In this class, we will uncover important, sometimes under-appreciated, elements that make for fine storytelling including foreshadowing, recurrence, free indirect discourse, and chronic tension. Examining passages from Virginia Woolf's Mrs. Dalloway and Michael Cunningham's By Nightfall, we will discuss the DNA that goes into a novel's first page or a story's first paragraph. In other words, we'll explore how the building blocks of every story arc, character, tension, or motif are often found at the very beginning of a book. We'll identify ten key elements to foreground in the early pages of a manuscript, ten tips for finding one's way through a story's murky middle, and a handful of tricks for approaching the art of revision.

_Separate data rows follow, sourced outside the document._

use eframe::egui;

use crate::config::Settings;
use crate::state::AppState;
use crate::ui::{pages, panels};

// ---------------------------------------------------------------------------
// eframe App implementation
// ---------------------------------------------------------------------------

pub struct ListingLensApp {
    pub state: AppState,
}

impl ListingLensApp {
    /// Create the app and open the configured dataset if it exists.
    pub fn new(settings: Settings) -> Self {
        let data_path = settings.data_path.clone();
        let mut state = AppState::new(settings);
        if data_path.exists() {
            state.open(&data_path);
        } else {
            log::info!(
                "No dataset at {}, waiting for File → Open…",
                data_path.display()
            );
        }
        Self { state }
    }
}

impl eframe::App for ListingLensApp {
    fn update(&mut self, ctx: &egui::Context, _frame: &mut eframe::Frame) {
        // ---- Top panel: menu bar ----
        egui::TopBottomPanel::top("top_bar").show(ctx, |ui| {
            panels::top_bar(ui, &mut self.state);
        });

        // ---- Left side panel: menu and filters ----
        egui::SidePanel::left("filter_panel")
            .default_width(240.0)
            .resizable(true)
            .show(ctx, |ui| {
                panels::side_panel(ui, &mut self.state);
            });

        // ---- Central panel: selected page ----
        egui::CentralPanel::default().show(ctx, |ui| {
            pages::central_panel(ui, &mut self.state);
        });
    }
}
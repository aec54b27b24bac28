use serde::Serialize;
use tera::{Context, Tera};

use offerdoc_core::dates::format_document_date;
use offerdoc_core::models::{FieldKind, ResolvedForm, Section, SectionSpec, TemplateVariant};

use crate::error::ExportError;

const SECTION_TEMPLATE_NAME: &str = "section.html";

/// One preview region. Values are autoescaped; paragraph newlines become `<br>`.
const SECTION_TEMPLATE: &str = r#"<section class="doc-section doc-{{ section }}">
{% if heading %}<h1 class="doc-heading">{{ heading }}</h1>
{% endif %}{% if title %}<h2 class="doc-section-title">{{ title }}</h2>
{% endif %}{% for field in fields %}<div class="field field-{{ field.kind }}{% if field.redacted %} field-redacted{% endif %}" data-field="{{ field.name }}">{% if field.labelled %}<span class="label">{{ field.label }}</span> {% endif %}<span class="value">{{ field.value | escape | linebreaksbr | safe }}</span></div>
{% endfor %}</section>
"#;

#[derive(Debug, Serialize)]
struct FieldContext<'a> {
    name: &'a str,
    label: &'a str,
    kind: FieldKind,
    labelled: bool,
    redacted: bool,
    value: String,
}

/// Rendered preview: one HTML fragment per section, in reading order.
#[derive(Debug, Clone, PartialEq, Eq)]
pub struct PreviewDocument {
    pub regions: Vec<(Section, String)>,
}

impl PreviewDocument {
    pub fn region(&self, section: Section) -> Option<&str> {
        self.regions
            .iter()
            .find(|(s, _)| *s == section)
            .map(|(_, html)| html.as_str())
    }

    /// All regions concatenated, for writing a standalone preview file.
    pub fn to_html(&self) -> String {
        self.regions.iter().map(|(_, html)| html.as_str()).collect()
    }
}

/// Renders the on-screen preview of a form.
///
/// Templates are compiled once in [`PreviewRenderer::new`]; rendering is a
/// pure function of the resolved form.
#[derive(Debug)]
pub struct PreviewRenderer {
    variant: TemplateVariant,
    tera: Tera,
}

impl PreviewRenderer {
    pub fn new(variant: TemplateVariant) -> Result<Self, ExportError> {
        let mut tera = Tera::default();
        tera.add_raw_template(SECTION_TEMPLATE_NAME, SECTION_TEMPLATE)
            .map_err(|e| ExportError::TemplateParse(e.to_string()))?;
        Ok(Self { variant, tera })
    }

    pub fn variant(&self) -> TemplateVariant {
        self.variant
    }

    /// Render every section. Never fails: a section whose template fails to
    /// render is logged and comes out empty.
    pub fn render(&self, form: &ResolvedForm) -> PreviewDocument {
        let regions = self
            .variant
            .sections()
            .iter()
            .map(|spec| {
                let html = self.render_section(spec, form).unwrap_or_else(|e| {
                    tracing::error!(section = spec.section.id(), error = %e, "preview section failed to render");
                    String::new()
                });
                (spec.section, html)
            })
            .collect();
        PreviewDocument { regions }
    }

    fn render_section(&self, spec: &SectionSpec, form: &ResolvedForm) -> Result<String, ExportError> {
        let fields: Vec<FieldContext<'_>> = spec
            .fields
            .iter()
            .map(|f| {
                let shown = form.preview(f.name);
                let value = match f.kind {
                    FieldKind::Date => format_document_date(shown),
                    _ => shown.to_string(),
                };
                FieldContext {
                    name: f.name,
                    label: f.label,
                    kind: f.kind,
                    labelled: f.kind.is_labelled(),
                    redacted: form.is_redacted(f.name),
                    value,
                }
            })
            .collect();

        let heading = match spec.section {
            Section::Header => self.variant.document_heading().unwrap_or(""),
            _ => "",
        };

        let mut context = Context::new();
        context.insert("section", spec.section.id());
        context.insert("heading", heading);
        context.insert("title", spec.title);
        context.insert("fields", &fields);

        let rendered = self.tera.render(SECTION_TEMPLATE_NAME, &context)?;
        Ok(rendered)
    }
}
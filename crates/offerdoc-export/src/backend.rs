//! The document-rendering capability and its one-time startup probe.

use serde::{Deserialize, Serialize};

use crate::document::LaidOutDocument;
use crate::error::ExportError;
use crate::pdf::PdfWriterBackend;

/// Turns laid-out pages into a downloadable binary document.
pub trait DocumentBackend {
    fn name(&self) -> &'static str;

    fn render(&self, document: &LaidOutDocument) -> Result<Vec<u8>, ExportError>;
}

/// Loads a backend at startup. Failure means export is unavailable for the
/// lifetime of the session.
pub trait BackendLoader {
    fn load(&self) -> Result<Box<dyn DocumentBackend>, ExportError>;
}

/// Which backend the application asks for.
#[derive(Debug, Clone, Copy, PartialEq, Eq, Default, Serialize, Deserialize)]
#[serde(rename_all = "snake_case")]
pub enum BackendKind {
    #[default]
    Pdf,
    /// No rendering capability; export stays disabled.
    None,
}

impl BackendKind {
    pub fn loader(self) -> Box<dyn BackendLoader> {
        match self {
            BackendKind::Pdf => Box::new(PdfWriterLoader),
            BackendKind::None => Box::new(UnavailableLoader::new("no document backend configured")),
        }
    }
}

#[derive(Debug, Clone, Copy, Default)]
pub struct PdfWriterLoader;

impl BackendLoader for PdfWriterLoader {
    fn load(&self) -> Result<Box<dyn DocumentBackend>, ExportError> {
        Ok(Box::new(PdfWriterBackend))
    }
}

/// A loader that always fails.
#[derive(Debug, Clone)]
pub struct UnavailableLoader {
    reason: String,
}

impl UnavailableLoader {
    pub fn new(reason: impl Into<String>) -> Self {
        Self {
            reason: reason.into(),
        }
    }
}

impl BackendLoader for UnavailableLoader {
    fn load(&self) -> Result<Box<dyn DocumentBackend>, ExportError> {
        Err(ExportError::CapabilityUnavailable(self.reason.clone()))
    }
}

/// Outcome of probing a [`BackendLoader`] once at startup.
pub enum Capability {
    Ready(Box<dyn DocumentBackend>),
    Unavailable { reason: String },
}

impl Capability {
    pub fn probe(loader: &dyn BackendLoader) -> Self {
        match loader.load() {
            Ok(backend) => {
                tracing::info!(backend = backend.name(), "document backend loaded");
                Capability::Ready(backend)
            }
            Err(e) => {
                let reason = match e {
                    ExportError::CapabilityUnavailable(reason) => reason,
                    other => other.to_string(),
                };
                tracing::warn!(%reason, "document backend unavailable, export disabled");
                Capability::Unavailable { reason }
            }
        }
    }

    pub fn is_available(&self) -> bool {
        matches!(self, Capability::Ready(_))
    }

    pub fn backend(&self) -> Result<&dyn DocumentBackend, ExportError> {
        match self {
            Capability::Ready(backend) => Ok(backend.as_ref()),
            Capability::Unavailable { reason } => {
                Err(ExportError::CapabilityUnavailable(reason.clone()))
            }
        }
    }
}

impl std::fmt::Debug for Capability {
    fn fmt(&self, f: &mut std::fmt::Formatter<'_>) -> std::fmt::Result {
        match self {
            Capability::Ready(backend) => f.debug_tuple("Ready").field(&backend.name()).finish(),
            Capability::Unavailable { reason } => f
                .debug_struct("Unavailable")
                .field("reason", reason)
                .finish(),
        }
    }
}
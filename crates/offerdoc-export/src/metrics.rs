//! Advance-width tables for the two standard PDF fonts used in exports.
//!
//! Widths are in 1/1000 em, taken from the Adobe core font metrics for
//! Helvetica and Helvetica-Bold. All tables cover ASCII 0x20..=0x7E;
//! index = (char as usize) - 32. Anything else falls back to
//! `fallback_width`, which is close enough for accented Latin letters.

use serde::{Deserialize, Serialize};

use crate::styles::MM_PER_PT;

#[derive(Debug, Clone, Copy, PartialEq, Eq, Hash, Default, Serialize, Deserialize)]
#[serde(rename_all = "snake_case")]
pub enum FontWeight {
    #[default]
    Regular,
    Bold,
}

impl FontWeight {
    pub fn metrics(self) -> &'static FontMetrics {
        match self {
            FontWeight::Regular => &HELVETICA,
            FontWeight::Bold => &HELVETICA_BOLD,
        }
    }
}

pub struct FontMetrics {
    /// PostScript base font name.
    pub base_font: &'static str,
    widths: [u16; 95],
    pub fallback_width: u16,
}

impl FontMetrics {
    pub fn char_width(&self, c: char) -> u16 {
        let code = c as usize;
        if (32..=126).contains(&code) {
            self.widths[code - 32]
        } else {
            self.fallback_width
        }
    }

    /// Width of `s` in millimetres at `size_pt`.
    pub fn measure_mm(&self, s: &str, size_pt: f32) -> f32 {
        let units: u32 = s.chars().map(|c| u32::from(self.char_width(c))).sum();
        units as f32 / 1000.0 * size_pt * MM_PER_PT
    }
}

pub static HELVETICA: FontMetrics = FontMetrics {
    base_font: "Helvetica",
    #[rustfmt::skip]
    widths: [
        // sp  !    "    #    $    %    &    '    (    )    *    +    ,    -    .    /
        278, 278, 355, 556, 556, 889, 667, 191, 333, 333, 389, 584, 278, 333, 278, 278,
        // 0   1    2    3    4    5    6    7    8    9
        556, 556, 556, 556, 556, 556, 556, 556, 556, 556,
        // :   ;    <    =    >    ?    @
        278, 278, 584, 584, 584, 556, 1015,
        // A   B    C    D    E    F    G    H    I    J    K    L    M
        667, 667, 722, 722, 667, 611, 778, 722, 278, 500, 667, 556, 833,
        // N   O    P    Q    R    S    T    U    V    W    X    Y    Z
        722, 778, 667, 778, 722, 667, 611, 722, 667, 944, 667, 667, 611,
        // [   \    ]    ^    _    `
        278, 278, 278, 469, 556, 333,
        // a   b    c    d    e    f    g    h    i    j    k    l    m
        556, 556, 500, 556, 556, 278, 556, 556, 222, 222, 500, 222, 833,
        // n   o    p    q    r    s    t    u    v    w    x    y    z
        556, 556, 556, 556, 333, 500, 278, 556, 500, 722, 500, 500, 500,
        // {   |    }    ~
        334, 260, 334, 584,
    ],
    fallback_width: 556,
};

pub static HELVETICA_BOLD: FontMetrics = FontMetrics {
    base_font: "Helvetica-Bold",
    #[rustfmt::skip]
    widths: [
        // sp  !    "    #    $    %    &    '    (    )    *    +    ,    -    .    /
        278, 333, 474, 556, 556, 889, 722, 238, 333, 333, 389, 584, 278, 333, 278, 278,
        // 0   1    2    3    4    5    6    7    8    9
        556, 556, 556, 556, 556, 556, 556, 556, 556, 556,
        // :   ;    <    =    >    ?    @
        333, 333, 584, 584, 584, 611, 975,
        // A   B    C    D    E    F    G    H    I    J    K    L    M
        722, 722, 722, 722, 667, 611, 778, 722, 278, 556, 722, 611, 833,
        // N   O    P    Q    R    S    T    U    V    W    X    Y    Z
        722, 778, 667, 778, 722, 667, 611, 722, 667, 944, 667, 667, 611,
        // [   \    ]    ^    _    `
        333, 278, 333, 584, 556, 333,
        // a   b    c    d    e    f    g    h    i    j    k    l    m
        556, 611, 556, 611, 556, 333, 611, 611, 278, 278, 556, 278, 889,
        // n   o    p    q    r    s    t    u    v    w    x    y    z
        611, 611, 611, 611, 389, 556, 333, 611, 556, 778, 556, 556, 500,
        // {   |    }    ~
        389, 280, 389, 584,
    ],
    fallback_width: 611,
};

• In-Class Writing Lift: Light
• Homework: None
• Workshopping Drafts: None
David James Poissant is the author of the novel Lake Life, a New York Times Editors' Choice selection, and The Heaven of Animals: Stories, a finalist for the L.A. Times Book Prize and the PEN/Bingham Prize. His stories have appeared in The Atlantic, One Story, Ploughshares, The Southern Review, Best American Experimental Writing, Best Small Fictions, and elsewhere. He teaches in the MFA Program in Creative Writing at the University of Central Florida, where he serves as the Editor of The Florida Review.
David is new to The Porch. Welcome!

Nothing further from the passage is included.